→ **WHAT NEEDS TO BE DONE**
Among the entries below, please show each line that carries the word "DoorsnapOrchestrator".

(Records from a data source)
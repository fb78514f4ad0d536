use crate::capture::CaptureTrigger;
use crate::error::EventBusError;
use crate::sensor::SensorState;
use std::time::SystemTime;
use tokio::sync::broadcast;
use tracing::{debug, info, warn};

/// Events that can occur in the doorsnap system
#[derive(Debug, Clone)]
pub enum DoorEvent {
    /// The debounced door sensor reported a new state
    DoorEdge {
        state: SensorState,
        timestamp: SystemTime,
    },
    /// A door-open capture session was created
    SessionStarted { session_id: u64 },
    /// A capture session finished (burst completed, cancelled or no burst owed)
    SessionRetired { session_id: u64 },
    /// A photo was captured and handed to the transport
    PhotoDelivered {
        trigger: CaptureTrigger,
        recipient: String,
        photo: String,
    },
    /// A capture pipeline invocation did not deliver a photo
    CaptureFailed {
        trigger: CaptureTrigger,
        error: String,
    },
    /// An inbound trigger command was accepted
    CommandReceived { sender: String },
    /// A local operator asked for a photo to the fixed recipient
    ManualCaptureRequested { timestamp: SystemTime },
    /// The messaging transport can send
    TransportReady,
    /// System shutdown requested
    ShutdownRequested {
        timestamp: SystemTime,
        reason: String,
    },
}

impl DoorEvent {
    /// Get a human-readable description of the event
    pub fn description(&self) -> String {
        match self {
            DoorEvent::DoorEdge { state, .. } => format!("Door {}", state),
            DoorEvent::SessionStarted { session_id } => {
                format!("Capture session {} started", session_id)
            }
            DoorEvent::SessionRetired { session_id } => {
                format!("Capture session {} retired", session_id)
            }
            DoorEvent::PhotoDelivered {
                trigger,
                recipient,
                photo,
            } => format!("Photo {} ({}) delivered to {}", photo, trigger, recipient),
            DoorEvent::CaptureFailed { trigger, error } => {
                format!("Capture ({}) failed: {}", trigger, error)
            }
            DoorEvent::CommandReceived { sender } => format!("Command received from {}", sender),
            DoorEvent::ManualCaptureRequested { .. } => "Manual capture requested".to_string(),
            DoorEvent::TransportReady => "Transport ready".to_string(),
            DoorEvent::ShutdownRequested { reason, .. } => {
                format!("Shutdown requested: {}", reason)
            }
        }
    }

    /// Get the event type as a string for filtering
    pub fn event_type(&self) -> &'static str {
        match self {
            DoorEvent::DoorEdge { .. } => "door_edge",
            DoorEvent::SessionStarted { .. } => "session_started",
            DoorEvent::SessionRetired { .. } => "session_retired",
            DoorEvent::PhotoDelivered { .. } => "photo_delivered",
            DoorEvent::CaptureFailed { .. } => "capture_failed",
            DoorEvent::CommandReceived { .. } => "command_received",
            DoorEvent::ManualCaptureRequested { .. } => "manual_capture_requested",
            DoorEvent::TransportReady => "transport_ready",
            DoorEvent::ShutdownRequested { .. } => "shutdown_requested",
        }
    }
}

/// Broadcast event bus for component coordination
pub struct EventBus {
    sender: broadcast::Sender<DoorEvent>,
}

impl EventBus {
    /// Create a new event bus with the specified channel capacity
    pub fn new(capacity: usize) -> Self {
        let (sender, _) = broadcast::channel(capacity);
        Self { sender }
    }

    /// Subscribe to a filtered stream of events
    pub fn subscribe_filtered(&self, filter: EventFilter, name: &str) -> EventReceiver {
        EventReceiver::new(self.sender.subscribe(), filter, name.to_string())
    }

    /// Publish an event to all subscribers, returning how many received it
    pub fn publish(&self, event: DoorEvent) -> Result<usize, EventBusError> {
        match &event {
            DoorEvent::DoorEdge { state, .. } => info!("Door {}", state),
            DoorEvent::CaptureFailed { trigger, error } => {
                warn!("Capture ({}) failed: {}", trigger, error)
            }
            DoorEvent::ShutdownRequested { reason, .. } => info!("Shutdown requested: {}", reason),
            _ => debug!("Event: {}", event.description()),
        }

        self.sender
            .send(event)
            .map_err(|e| EventBusError::PublishFailed {
                details: e.to_string(),
            })
    }

    /// Get the number of active subscribers
    pub fn subscriber_count(&self) -> usize {
        self.sender.receiver_count()
    }
}

impl Clone for EventBus {
    fn clone(&self) -> Self {
        Self {
            sender: self.sender.clone(),
        }
    }
}

/// Event filter for selective event handling
#[derive(Debug, Clone)]
pub enum EventFilter {
    /// Accept all events
    All,
    /// Accept only specific event types
    EventTypes(Vec<&'static str>),
}

impl EventFilter {
    /// Check if an event passes this filter
    pub fn matches(&self, event: &DoorEvent) -> bool {
        match self {
            EventFilter::All => true,
            EventFilter::EventTypes(types) => types.contains(&event.event_type()),
        }
    }
}

/// Event receiver with filtering
pub struct EventReceiver {
    receiver: broadcast::Receiver<DoorEvent>,
    filter: EventFilter,
    name: String,
}

impl EventReceiver {
    pub fn new(
        receiver: broadcast::Receiver<DoorEvent>,
        filter: EventFilter,
        name: String,
    ) -> Self {
        Self {
            receiver,
            filter,
            name,
        }
    }

    /// Receive the next event that passes the filter.
    ///
    /// A lagging receiver reports `Lagged` once and can keep receiving.
    pub async fn recv(&mut self) -> Result<DoorEvent, EventBusError> {
        loop {
            match self.receiver.recv().await {
                Ok(event) => {
                    if self.filter.matches(&event) {
                        debug!(
                            "Receiver '{}' received event: {}",
                            self.name,
                            event.description()
                        );
                        return Ok(event);
                    }
                }
                Err(broadcast::error::RecvError::Lagged(skipped)) => {
                    warn!("Receiver '{}' lagged behind by {} events", self.name, skipped);
                    return Err(EventBusError::Lagged { skipped });
                }
                Err(broadcast::error::RecvError::Closed) => {
                    debug!("Event bus closed for receiver '{}'", self.name);
                    return Err(EventBusError::ChannelClosed);
                }
            }
        }
    }
}
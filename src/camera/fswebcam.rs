use super::CameraDevice;
use crate::config::CameraConfig;
use crate::error::CameraError;
use async_trait::async_trait;
use std::path::Path;
use std::process::Stdio;
use std::time::Duration;
use tokio::fs;
use tokio::process::Command;
use tokio::time::timeout;
use tracing::{debug, info};

/// Captures stills by running `fswebcam` against a V4L2 device
pub struct FswebcamCamera {
    program: String,
    base_args: Vec<String>,
    device: String,
    resolution: (u32, u32),
    quality: u8,
    capture_timeout: Duration,
}

impl FswebcamCamera {
    /// `config.command` may carry leading arguments, e.g. `"sudo fswebcam"`
    pub fn new(config: &CameraConfig) -> Result<Self, CameraError> {
        let mut parts = config.command.split_whitespace().map(str::to_string);
        let program = parts
            .next()
            .ok_or_else(|| CameraError::BackendUnavailable("empty camera command".to_string()))?;

        Ok(Self {
            program,
            base_args: parts.collect(),
            device: config.device_path(),
            resolution: config.resolution,
            quality: config.quality,
            capture_timeout: config.capture_timeout(),
        })
    }

    fn capture_args(&self, target: &Path) -> Vec<String> {
        let mut args = self.base_args.clone();
        args.extend([
            "-q".to_string(),
            "-d".to_string(),
            self.device.clone(),
            "-r".to_string(),
            format!("{}x{}", self.resolution.0, self.resolution.1),
            "--jpeg".to_string(),
            self.quality.to_string(),
            "--no-banner".to_string(),
            target.display().to_string(),
        ]);
        args
    }
}

#[async_trait]
impl CameraDevice for FswebcamCamera {
    fn describe(&self) -> String {
        format!(
            "{} on {} ({}x{}, quality {})",
            self.program, self.device, self.resolution.0, self.resolution.1, self.quality
        )
    }

    async fn probe(&self) -> Result<(), CameraError> {
        fs::metadata(&self.device)
            .await
            .map_err(|e| CameraError::DeviceOpen {
                device: self.device.clone(),
                details: e.to_string(),
            })?;

        // Only checks that the program can be spawned
        Command::new(&self.program)
            .args(&self.base_args)
            .arg("--version")
            .stdout(Stdio::null())
            .stderr(Stdio::null())
            .status()
            .await
            .map_err(|e| {
                CameraError::BackendUnavailable(format!("{}: {}", self.program, e))
            })?;

        info!("Camera ready: {}", self.describe());
        Ok(())
    }

    async fn capture(&self, target: &Path) -> Result<(), CameraError> {
        let args = self.capture_args(target);
        debug!("Running {} {}", self.program, args.join(" "));

        let child = Command::new(&self.program)
            .args(&args)
            .stdin(Stdio::null())
            .stdout(Stdio::null())
            .stderr(Stdio::piped())
            .kill_on_drop(true)
            .spawn()?;

        let output = timeout(self.capture_timeout, child.wait_with_output())
            .await
            .map_err(|_| CameraError::Timeout(self.capture_timeout))??;

        if !output.status.success() {
            let stderr = String::from_utf8_lossy(&output.stderr);
            return Err(CameraError::CaptureFailed {
                details: format!(
                    "{} exited with {}: {}",
                    self.program,
                    output.status,
                    stderr.trim()
                ),
            });
        }

        match fs::metadata(target).await {
            Ok(meta) if meta.len() > 0 => Ok(()),
            _ => Err(CameraError::EmptyImage {
                path: target.display().to_string(),
            }),
        }
    }
}
use super::{ComponentState, DoorsnapOrchestrator};
use crate::error::{DoorsnapError, Result};
use std::future::Future;
use std::time::Duration;
use tokio::time::timeout;
use tracing::{error, info, warn};

const STOP_TIMEOUT: Duration = Duration::from_secs(5);

impl DoorsnapOrchestrator {
    /// Stop every component. In-flight captures are not awaited.
    pub async fn shutdown(&mut self) -> Result<i32> {
        info!("Beginning graceful shutdown");

        // Cancel background listeners
        self.cancellation_token.cancel();

        let mut exit_code = 0;

        // Stop components in reverse start order
        if let Some(simulator) = self.simulator.clone() {
            if let Err(e) = self.stop_component("simulator", simulator.stop()).await {
                error!("Error stopping simulator: {}", e);
                exit_code = 1;
            }
        }

        if let Some(heartbeat) = &self.heartbeat {
            heartbeat.stop();
            self.set_component_state("heartbeat", ComponentState::Stopped).await;
        }

        self.sensor.stop();
        self.set_component_state("sensor", ComponentState::Stopped).await;

        self.session.shutdown();
        self.set_component_state("session", ComponentState::Stopped).await;

        if self.command.is_some() {
            self.set_component_state("command", ComponentState::Stopped).await;
        }

        let transport = self.transport();
        let stop_transport = async move { transport.stop().await.map_err(DoorsnapError::from) };
        if let Err(e) = self.stop_component("transport", stop_transport).await {
            error!("Error stopping transport: {}", e);
            exit_code = 1;
        }

        for task in self.tasks.drain(..) {
            if timeout(STOP_TIMEOUT, task).await.is_err() {
                warn!("Background task did not finish within {:?}", STOP_TIMEOUT);
            }
        }

        let removed = self.pipeline.sweep().await;
        if removed > 0 {
            info!("Removed {} capture artifacts at shutdown", removed);
        }
        self.set_component_state("camera", ComponentState::Stopped).await;
        self.set_component_state("gpio", ComponentState::Stopped).await;

        let stats = self.pipeline.stats();
        info!(
            "Capture statistics: {} attempted, {} delivered, {} capture failures, {} delivery failures, {} cleanup failures",
            stats.attempted,
            stats.delivered,
            stats.capture_failures,
            stats.delivery_failures,
            stats.cleanup_failures
        );

        info!("Graceful shutdown completed with exit code: {}", exit_code);
        Ok(exit_code)
    }

    /// Stop one component with a timeout, tracking its state
    async fn stop_component<F>(&self, component: &str, stop: F) -> Result<()>
    where
        F: Future<Output = Result<()>>,
    {
        info!("Stopping {} component", component);
        self.set_component_state(component, ComponentState::Stopping)
            .await;

        match timeout(STOP_TIMEOUT, stop).await {
            Ok(Ok(())) => {
                self.set_component_state(component, ComponentState::Stopped)
                    .await;
                info!("{} component stopped", component);
                Ok(())
            }
            Ok(Err(e)) => {
                self.set_component_state(component, ComponentState::Failed)
                    .await;
                Err(e)
            }
            Err(_) => {
                self.set_component_state(component, ComponentState::Failed)
                    .await;
                Err(DoorsnapError::component(
                    component.to_string(),
                    format!("{} component stop timeout", component),
                ))
            }
        }
    }
}
/// Component lifecycle states
#[derive(Debug, Clone, PartialEq)]
pub enum ComponentState {
    Stopped,
    Starting,
    Running,
    Stopping,
    Failed,
}

/// System shutdown reason
#[derive(Debug, Clone, PartialEq)]
pub enum ShutdownReason {
    Signal(String),
    UserRequest(String),
    Error(String),
}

→ **SOLUTION TO THE PROBLEM**
use super::{ComponentState, DoorsnapOrchestrator};
impl DoorsnapOrchestrator {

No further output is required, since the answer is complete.